WHAT THE TASK ASKS.
If a line in the entries includes "struct", show that line.
##### ENTRIES PROVIDED
use rustc_hash::FxHashMap;
use tracing::debug;
use walkto_core::Tile;

use crate::errors::InteractError;
use crate::world::{EntityId, WorldState};

pub mod actions;
pub mod task;

pub use actions::{ActionHandler, ActionRegistry};
pub use task::{InteractionTask, Stage, TaskState, CANT_REACH, NOTHING_INTERESTING};

/// Owns in-flight interaction tasks and the per-entity ticket that decides
/// which of them is still live. At most one task per entity holds its ticket.
#[derive(Default)]
pub struct Scheduler {
    tasks: Vec<InteractionTask>,
    active: FxHashMap<EntityId, u64>,
    next_ticket: u64,
}

impl Scheduler {
    pub fn new() -> Self { Self::default() }

    /// Supersedes any task the entity already has and polls the new one at once,
    /// so routing and the first walk step are queued before the next tick.
    pub fn submit(
        &mut self,
        world: &mut WorldState,
        actions: &ActionRegistry,
        entity: EntityId,
        object_id: u32,
        tile: Tile,
        option: u8,
    ) -> Result<u64, InteractError> {
        if world.entity(entity).is_none() {
            return Err(InteractError::UnknownEntity(entity));
        }
        let object = world
            .object(object_id, tile)
            .cloned()
            .ok_or(InteractError::UnknownObject { id: object_id, tile })?;
        let def = world.definition(object_id).ok_or(InteractError::MissingDefinition(object_id))?;

        self.next_ticket += 1;
        let ticket = self.next_ticket;
        if let Some(previous) = self.active.insert(entity, ticket) {
            debug!(entity = entity.0, previous, ticket, "interaction replaced");
        }

        let mut task = InteractionTask::new(entity, ticket, object, def, option);
        let active = &self.active;
        let state = task.resume(world, actions, |e, t| active.get(&e) == Some(&t));
        match state {
            TaskState::Pending => self.tasks.push(task),
            TaskState::Done => self.release(entity, ticket),
        }
        Ok(ticket)
    }

    /// Invalidates the entity's current task, if any. Its next poll is a no-op.
    pub fn cancel(&mut self, entity: EntityId) -> bool { self.active.remove(&entity).is_some() }

    /// Polls every pending task once, in submission order. Returns how many finished.
    pub fn resume_all(&mut self, world: &mut WorldState, actions: &ActionRegistry) -> usize {
        let mut finished = 0;
        let tasks = std::mem::take(&mut self.tasks);
        for mut task in tasks {
            let active = &self.active;
            match task.resume(world, actions, |e, t| active.get(&e) == Some(&t)) {
                TaskState::Pending => self.tasks.push(task),
                TaskState::Done => {
                    self.release(task.entity, task.ticket);
                    finished += 1;
                }
            }
        }
        finished
    }

    pub fn pending(&self) -> usize { self.tasks.len() }

    pub fn is_busy(&self, entity: EntityId) -> bool { self.active.contains_key(&entity) }

    fn release(&mut self, entity: EntityId, ticket: u64) {
        if self.active.get(&entity) == Some(&ticket) {
            self.active.remove(&entity);
        }
    }
}
use std::sync::{Arc, Mutex};
use std::time::Duration;

use tokio::task::JoinHandle;
use tokio::time::MissedTickBehavior;
use tracing::{debug, error};

use crate::simulation::Simulation;

/// Drives the simulation at a fixed rate. Late ticks are skipped rather than
/// replayed in a burst.
pub fn spawn_tick_loop(sim: Arc<Mutex<Simulation>>, period: Duration) -> JoinHandle<()> {
    tokio::spawn(async move {
        let mut interval = tokio::time::interval(period);
        interval.set_missed_tick_behavior(MissedTickBehavior::Skip);
        loop {
            interval.tick().await;
            let report = match sim.lock() {
                Ok(mut s) => s.tick(),
                Err(_) => {
                    error!("simulation lock poisoned; stopping tick loop");
                    break;
                }
            };
            if report.collision_changes > 0 || report.tasks_finished > 0 {
                debug!(
                    tick = report.tick,
                    collision_changes = report.collision_changes,
                    tasks_finished = report.tasks_finished,
                    entities_moved = report.entities_moved,
                    "tick"
                );
            }
        }
    })
}
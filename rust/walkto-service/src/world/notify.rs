use std::sync::{Arc, Mutex};

use tracing::info;

use super::EntityId;

/// User-facing feedback channel.
pub trait Notifier: Send + Sync {
    fn notify(&self, entity: EntityId, text: &str);
}

/// Writes every message to the log; the default when no client transport is attached.
#[derive(Clone, Copy, Debug, Default)]
pub struct TracingNotifier;

impl Notifier for TracingNotifier {
    fn notify(&self, entity: EntityId, text: &str) {
        info!(entity = entity.0, text, "notify");
    }
}

/// Keeps messages in memory, in send order.
#[derive(Clone, Debug, Default)]
pub struct RecordingNotifier {
    sent: Arc<Mutex<Vec<(EntityId, String)>>>,
}

impl RecordingNotifier {
    pub fn new() -> Self { Self::default() }

    pub fn messages(&self) -> Vec<(EntityId, String)> {
        self.sent.lock().map(|m| m.clone()).unwrap_or_default()
    }

    pub fn messages_for(&self, entity: EntityId) -> Vec<String> {
        self.messages().into_iter().filter(|(e, _)| *e == entity).map(|(_, t)| t).collect()
    }
}

impl Notifier for RecordingNotifier {
    fn notify(&self, entity: EntityId, text: &str) {
        if let Ok(mut sent) = self.sent.lock() {
            sent.push((entity, text.to_string()));
        }
    }
}
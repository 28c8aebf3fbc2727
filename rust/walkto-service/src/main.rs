use std::sync::Arc;

use anyhow::Context;
use tracing_subscriber::{fmt, EnvFilter};

use walkto_service::bootstrap::load_simulation;
use walkto_service::config::Config;
use walkto_service::tick::spawn_tick_loop;
use walkto_service::{build_router, AppState, TracingNotifier};

#[tokio::main]
async fn main() -> anyhow::Result<()> {
    let filter = EnvFilter::try_from_default_env().unwrap_or_else(|_| EnvFilter::new("info"));
    fmt().with_env_filter(filter).json().init();

    let cfg = Config::from_env()?;
    let sim = load_simulation(&cfg, Arc::new(TracingNotifier))?;
    let state = AppState::new(sim);
    let ticker = spawn_tick_loop(Arc::clone(&state.sim), cfg.tick);

    let app = build_router(state);
    tracing::info!(core_version = %walkto_core::version(), addr = %cfg.addr(), tick_ms = cfg.tick.as_millis() as u64, "starting walkto-service");
    let listener = tokio::net::TcpListener::bind(cfg.addr()).await.with_context(|| format!("bind {}", cfg.addr()))?;
    axum::serve(listener, app).await.context("server error")?;
    ticker.abort();
    Ok(())
}
//! Walk-face-act as an explicit resumable state machine.
//!
//! A task is polled once when submitted and then once per tick. Every poll
//! first checks the task still holds its entity's ticket; a superseded task
//! ends silently without touching the world.

use std::sync::Arc;

use tracing::debug;
use walkto_core::{route_to_object, ObjectDef, ObjectFootprint, ObjectInstance, Tile};

use super::actions::ActionRegistry;
use crate::world::{EntityId, WorldState};

pub const CANT_REACH: &str = "I can't reach that!";
pub const NOTHING_INTERESTING: &str = "Nothing interesting happens.";

#[derive(Clone, Debug, PartialEq, Eq)]
pub enum Stage {
    Routing,
    /// `destination` is None when the entity was already on an accepted tile.
    Walking { destination: Option<Tile>, reached: bool },
    Facing { reached: bool },
    /// Facing has been sent; act on the next poll.
    Acting,
    Done,
}

#[derive(Copy, Clone, Debug, PartialEq, Eq)]
pub enum TaskState {
    Pending,
    Done,
}

pub struct InteractionTask {
    pub(crate) entity: EntityId,
    pub(crate) ticket: u64,
    object: ObjectInstance,
    def: Arc<ObjectDef>,
    option: u8,
    stage: Stage,
    footprint: Option<ObjectFootprint>,
}

impl InteractionTask {
    pub fn new(entity: EntityId, ticket: u64, object: ObjectInstance, def: Arc<ObjectDef>, option: u8) -> Self {
        Self { entity, ticket, object, def, option, stage: Stage::Routing, footprint: None }
    }

    pub fn stage(&self) -> &Stage { &self.stage }

    /// Runs stages until the task has to wait for a later tick or finishes.
    /// `current` reports whether this task still owns its entity.
    pub fn resume(&mut self, world: &mut WorldState, actions: &ActionRegistry, current: impl Fn(EntityId, u64) -> bool) -> TaskState {
        loop {
            if self.stage == Stage::Done {
                return TaskState::Done;
            }
            if !current(self.entity, self.ticket) {
                debug!(entity = self.entity.0, ticket = self.ticket, stage = ?self.stage, "interaction superseded");
                self.stage = Stage::Done;
                return TaskState::Done;
            }
            if world.entity(self.entity).is_none() {
                self.stage = Stage::Done;
                return TaskState::Done;
            }
            match self.stage {
                Stage::Routing => self.route(world),
                Stage::Walking { destination, reached } => {
                    let Some(entity) = world.entity(self.entity) else { continue };
                    let arrived = destination.map_or(true, |d| entity.tile.same_as(d));
                    if arrived {
                        self.stage = Stage::Facing { reached };
                    } else if entity.is_moving() {
                        return TaskState::Pending;
                    } else {
                        debug!(entity = self.entity.0, tile = %entity.tile, "walk ended short of destination");
                        world.notify(self.entity, CANT_REACH);
                        self.stage = Stage::Done;
                    }
                }
                Stage::Facing { reached } => {
                    self.face(world);
                    if reached {
                        self.stage = Stage::Acting;
                        return TaskState::Pending;
                    }
                    world.notify(self.entity, CANT_REACH);
                    self.stage = Stage::Done;
                }
                Stage::Acting => {
                    self.act(world, actions);
                    self.stage = Stage::Done;
                }
                Stage::Done => {}
            }
        }
    }

    fn route(&mut self, world: &mut WorldState) {
        let collision = world.collision();
        let Some(entity) = world.entity(self.entity) else { return };
        let (footprint, route) = route_to_object(
            collision.as_ref(),
            world.options(),
            entity.tile,
            (entity.width, entity.length),
            entity.traversal,
            &self.object,
            &self.def,
        );
        debug!(
            entity = self.entity.0, object = self.object.id, success = route.success,
            steps = route.len(), expanded = route.expanded, "interaction routed"
        );
        self.footprint = Some(footprint);
        if route.is_unreachable() {
            world.notify(self.entity, CANT_REACH);
            self.stage = Stage::Done;
            return;
        }
        let destination = route.last();
        if let Some(entity) = world.entity_mut(self.entity) {
            entity.walk(&route.path);
        }
        self.stage = Stage::Walking { destination, reached: route.success };
    }

    fn face(&self, world: &mut WorldState) {
        let Some(footprint) = self.footprint.as_ref() else { return };
        if let Some(entity) = world.entity_mut(self.entity) {
            let target = footprint.facing_tile(entity.tile);
            entity.face_tile(target);
        }
    }

    fn act(&self, world: &mut WorldState, actions: &ActionRegistry) {
        debug!(entity = self.entity.0, object = self.object.id, option = self.option, "interaction acting");
        if actions.execute(world, self.entity, &self.object, self.option) {
            return;
        }
        world.notify(self.entity, NOTHING_INTERESTING);
        if world.debug_objects() {
            let o = &self.object;
            let line = format!(
                "Unhandled object action: [opt={}, id={}, type={}, rot={}, x={}, z={}]",
                self.option,
                o.id,
                o.kind.raw(),
                o.rotation,
                o.tile.x,
                o.tile.z
            );
            world.notify(self.entity, &line);
        }
    }
}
##########
EXERCISE ANSWER.
pub struct Scheduler {
pub struct TracingNotifier;
pub struct RecordingNotifier {
pub struct InteractionTask {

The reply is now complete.